En primer lugar, es necesario disminuir los sentimientos de culpa recordando que los niños verdaderamente imposibles nacen, no se hacen. Los niños que nacieron con genes mejores dejarán de ser imposibles una vez que los padres mejoren sus estrategias e intervenciones. Por el contrario, los niños imposibles son resistentes incluso a los más sofisticados métodos de crianza.

Los padres deben reducir y eliminar la necesidad de sentir constantemente afecto hacia ese niño, y entender que todos los hijos influyen en los sentimientos de sus padres. En lugar de eso, deberán centrar su atención en disminuir la comunicación negativa y dañina (como, por ejemplo, expresiones de intenso desagrado durante los momentos de total exasperación). Reemplacen la necesidad de «querer» al niño con la necesidad de no herirlo.

Es imprescindible organizar frecuentes periodos de descanso para uno mismo y para el resto de los miembros de la familia, a fin de poder mantener la energía necesaria para manejarse con ese niño y también proteger a los otros hermanos de esta incesante muestra de negatividad. Esta estrategia es imprescindible para poder hacer frente a la crianza de este niño tan difícil.

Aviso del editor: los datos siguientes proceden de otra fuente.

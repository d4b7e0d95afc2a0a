//! Higher-order triangle

use crate::cells::{self, CellBase, HigherOrderCell, IndexCache};
use crate::linear::Triangle;
use crate::types::{
    Attributes, LineIntersection, PositionEvaluation, RealScalar, ReferenceCellType, Result,
    TessellationOutput, Triangulation,
};

/// An arbitrary-order triangle cell.
///
/// Supports the full barycentric lattice at any uniform order, plus the
/// seven-point serendipity variant.
pub struct HigherOrderTriangle<T: RealScalar> {
    base: CellBase<T>,
    scratch: Triangle<T>,
    cache: IndexCache,
}

impl<T: RealScalar> HigherOrderTriangle<T> {
    /// Create an empty cell.
    pub fn new() -> Self {
        Self {
            base: CellBase::new(ReferenceCellType::Triangle),
            scratch: Triangle::new(),
            cache: IndexCache::new(2),
        }
    }

    /// The number of times the barycentric index table has been rebuilt.
    pub fn generation(&self) -> u64 {
        self.cache.generation()
    }
}

impl<T: RealScalar> Default for HigherOrderTriangle<T> {
    fn default() -> Self {
        Self::new()
    }
}

impl<T: RealScalar> HigherOrderCell<T> for HigherOrderTriangle<T> {
    fn cell_type(&self) -> ReferenceCellType {
        self.base.cell
    }

    fn order(&self) -> [usize; 3] {
        self.base.order
    }

    fn num_points(&self) -> usize {
        self.base.points.len()
    }

    fn points(&self) -> &[[T; 3]] {
        &self.base.points
    }

    fn point_ids(&self) -> &[usize] {
        &self.base.ids
    }

    fn num_sub_cells(&self) -> usize {
        self.base.num_sub_cells()
    }

    fn parametric_coords(&self) -> &[[T; 3]] {
        &self.base.colloc
    }

    fn set_order(&mut self, order: [usize; 3]) -> Result<()> {
        self.base.set_order(order, Some(&mut self.cache))
    }

    fn set_order_from_cell_data(
        &mut self,
        cell_data: &Attributes<T>,
        cell_id: usize,
    ) -> Result<()> {
        self.base
            .set_order_from_cell_data(cell_data, cell_id, Some(&mut self.cache))
    }

    fn set_points(&mut self, points: &[[T; 3]], ids: &[usize]) -> Result<()> {
        self.base.set_points(points, ids, Some(&mut self.cache))
    }

    fn evaluate_position(&mut self, x: &[T; 3]) -> Result<PositionEvaluation<T>> {
        cells::evaluate_position_impl(&self.base, &mut self.scratch, x)
    }

    fn evaluate_location(&self, pc: &[T; 3]) -> Result<([T; 3], Vec<T>)> {
        self.base.evaluate_location(pc)
    }

    fn derivatives(&self, pc: &[T; 3], values: &[T], width: usize) -> Result<Vec<T>> {
        self.base.derivatives(pc, values, width)
    }

    fn intersect_with_line(
        &mut self,
        p1: &[T; 3],
        p2: &[T; 3],
        tol: T,
    ) -> Result<Option<LineIntersection<T>>> {
        cells::intersect_with_line_impl(&self.base, &mut self.scratch, p1, p2, tol)
    }

    fn triangulate(&mut self) -> Result<Triangulation<T>> {
        cells::triangulate_impl(&self.base, &mut self.scratch)
    }

    fn contour(
        &mut self,
        value: T,
        scalars: &[T],
        point_data: &Attributes<T>,
        cell_data: &Attributes<T>,
        cell_id: usize,
        out: &mut TessellationOutput<T>,
    ) -> Result<()> {
        cells::contour_impl(
            &self.base,
            &mut self.scratch,
            value,
            scalars,
            point_data,
            cell_data,
            cell_id,
            out,
        )
    }

    fn clip(
        &mut self,
        value: T,
        scalars: &[T],
        inside_out: bool,
        point_data: &Attributes<T>,
        cell_data: &Attributes<T>,
        cell_id: usize,
        out: &mut TessellationOutput<T>,
    ) -> Result<()> {
        cells::clip_impl(
            &self.base,
            &mut self.scratch,
            value,
            scalars,
            inside_out,
            point_data,
            cell_data,
            cell_id,
            out,
        )
    }

    fn cell_boundary(&self, pc: &[T; 3]) -> Result<(Vec<usize>, bool)> {
        self.base.cell_boundary(pc)
    }
}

El desafío de educar a un niño con problemas crónicos de comportamiento es enorme. Felicítense por cada acto de contención y cada estrategia positiva que logren implementar. Consuélense sabiendo que han sido escogidos para guiar a esa alma durante la primera parte de su vida y que Hashem confía en sus capacidades. Él sabe que nadie lo va a hacer mejor que ustedes.